The toboggan hill: What sledding battles taught me about creative problem solving

The pom-pom on top of my toque bobbed as I trudged up the snowy Port Albert hill, my cheap plastic toboggan dragging behind me. My four-year-old cousin Ria walked ahead of me, toughing out the cold and the climb like a boss.

Suddenly, my Spidey senses tingled. Farther up the hill, I saw my uncle on his toboggan come roaring toward us. We were off to the side, but some quick-fire calculations in my head determined that this February freight train was heading straight for us.

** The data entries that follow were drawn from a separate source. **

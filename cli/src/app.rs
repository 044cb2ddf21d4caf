//! Application context: unified state passed to every command handler.
//!
//! Constructed once per invocation in `Cli::run()`; nothing in it outlives
//! the process or is shared between launches.

use crate::infra::config::YamlConfigStore;
use crate::infra::connector::LxdConnector;
use crate::output::OutputContext;

/// Output rendering mode.
#[derive(Debug, Clone, Copy, PartialEq, Eq)]
pub enum OutputMode {
    /// Human-readable terminal output (default).
    Human,
    /// Machine-readable JSON output.
    Json,
}

/// Output rendering flags.
pub struct OutputFlags {
    /// Disable ANSI color output.
    pub no_color: bool,
    /// Suppress non-error output.
    pub quiet: bool,
    /// Enable JSON output mode.
    pub json: bool,
}

/// Unified application context passed to every command handler.
pub struct AppContext {
    /// Terminal output context (colors, quiet mode).
    pub output: OutputContext,
    /// Output rendering mode (human vs JSON).
    pub mode: OutputMode,
    /// Where the client configuration comes from.
    pub config_store: YamlConfigStore,
    /// Builds clients for resolved remotes.
    pub connector: LxdConnector,
}

impl AppContext {
    /// Construct an `AppContext` from top-level CLI flags.
    ///
    /// JSON mode implies quiet progress so stdout carries only the JSON object.
    #[must_use]
    pub fn new(flags: &OutputFlags) -> Self {
        let mode = if flags.json {
            OutputMode::Json
        } else {
            OutputMode::Human
        };

        Self {
            output: OutputContext::new(flags.no_color, flags.quiet || flags.json),
            mode,
            config_store: YamlConfigStore,
            connector: LxdConnector,
        }
    }

    /// Returns `true` when JSON output mode is active.
    #[must_use]
    pub fn is_json(&self) -> bool {
        self.mode == OutputMode::Json
    }
}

Now, I put my snow pants on one leg at a time like anyone else, but I knew at that moment Ria needed a hero to save her. I snapped into action with only seconds left before my little cousin became a tobog-goner. Grabbing Ria, who was light as a popcorn fart, I tossed her off the path … and directly into a bramble patch where she became tangled up in thorny branches.

Naturally, my uncle came nowhere near us. You’re welcome, Ria. You’re welcome.

In my family, being tossed into a thorn bush is fairly mild compared to some of the other injuries endured on the toboggan hills. My sister Becky suffered a massive concussion after slamming headfirst into a tree. I got 36 stitches in the back of my left leg after crashing my sled into the pointy end of a fallen log. At best, our tobogganing afternoons ended in tears. At worst, a trip to the emergency room.

Our family’s competitive nature only increased the odds of these injuries. Every outing included a number of violent, full-contact, cry-home-to-mama races.

As a scrawny kid, I didn’t have a lot of weight to throw around. As a result, I got roughed up a lot by my three big brothers, who delighted in knocking me off my sled, running me into walls or sending me flying off the edge of the hill and into the woods.

It was business as usual one chilly afternoon, my brothers bullying me out of contention race after race. That is, until, I got an idea. We lined up at the top of the hill for another race, and sure enough, I didn’t make it a quarter of the way down the slope before I was flipped off my toboggan.

However, rather than wallow in defeat with a face full of snow, I jumped to my feet and ran back up the hill. While the others were still duking it out downslope, I put my plan into action.

Before long, my brothers came trudging back up the hill to find me casually waiting for the next race. We lined up for another battle. On your marks… Get set… GO! I pushed off and started toward the finish line. Immediately, fists and feet were flailing as we jockeyed for position.

My brother Dan grabbed the back of my sled, attempting to send me into a tailspin. This time, I was ready. Like a pilot hitting his ejector button, I leapt off of my toboggan.

In one fluid motion, I unzipped my coat and pulled free the plastic Crazy Carpet I had secretly wrapped around my torso while the others were finishing their last race.

Diving onto the plastic sheet, I torpedoed down the hill headfirst, crossing the finish line in first place. I made sure to throw in a braggy, over-the-top victory dance for good measure.

Think outside the box

They say the definition of insanity is doing the same thing over and over again and expecting different results. Race after race, I was attempting to win through brute force. And race after race, I was getting beat up by my brothers.

Rather than continue to hit your head against a brick wall, approach a problem from a different angle. Get creative. Find workarounds. Seek out a fresh perspective on the situation from an outsider. If I couldn’t out-muscle my siblings, I knew I’d have to outsmart them. It’s about understanding your strengths and using them to your advantage.

Problem solving often means a lot of trial and error. The path to success is littered with mistakes and failure. It’s up to you to embrace those experiences as learning opportunities and use what you’ve learned to move forward. As media magnate Sumner Redstone said, “Success is not built on success. It’s built on failure. It’s built on frustration. Sometimes it’s built on catastrophe.”

It’s all right to be bummed when you make a mistake or fail at something. But don’t let disappointment spiral into brooding and an unwillingness to try again. Besides making me cold, I knew laying in a snow bank wallowing about yet another crushing tobogganing defeat wouldn’t do me any good. If I wanted to win, I had to get up, brush myself off and get my butt back up the hill. Because the next race was about to start.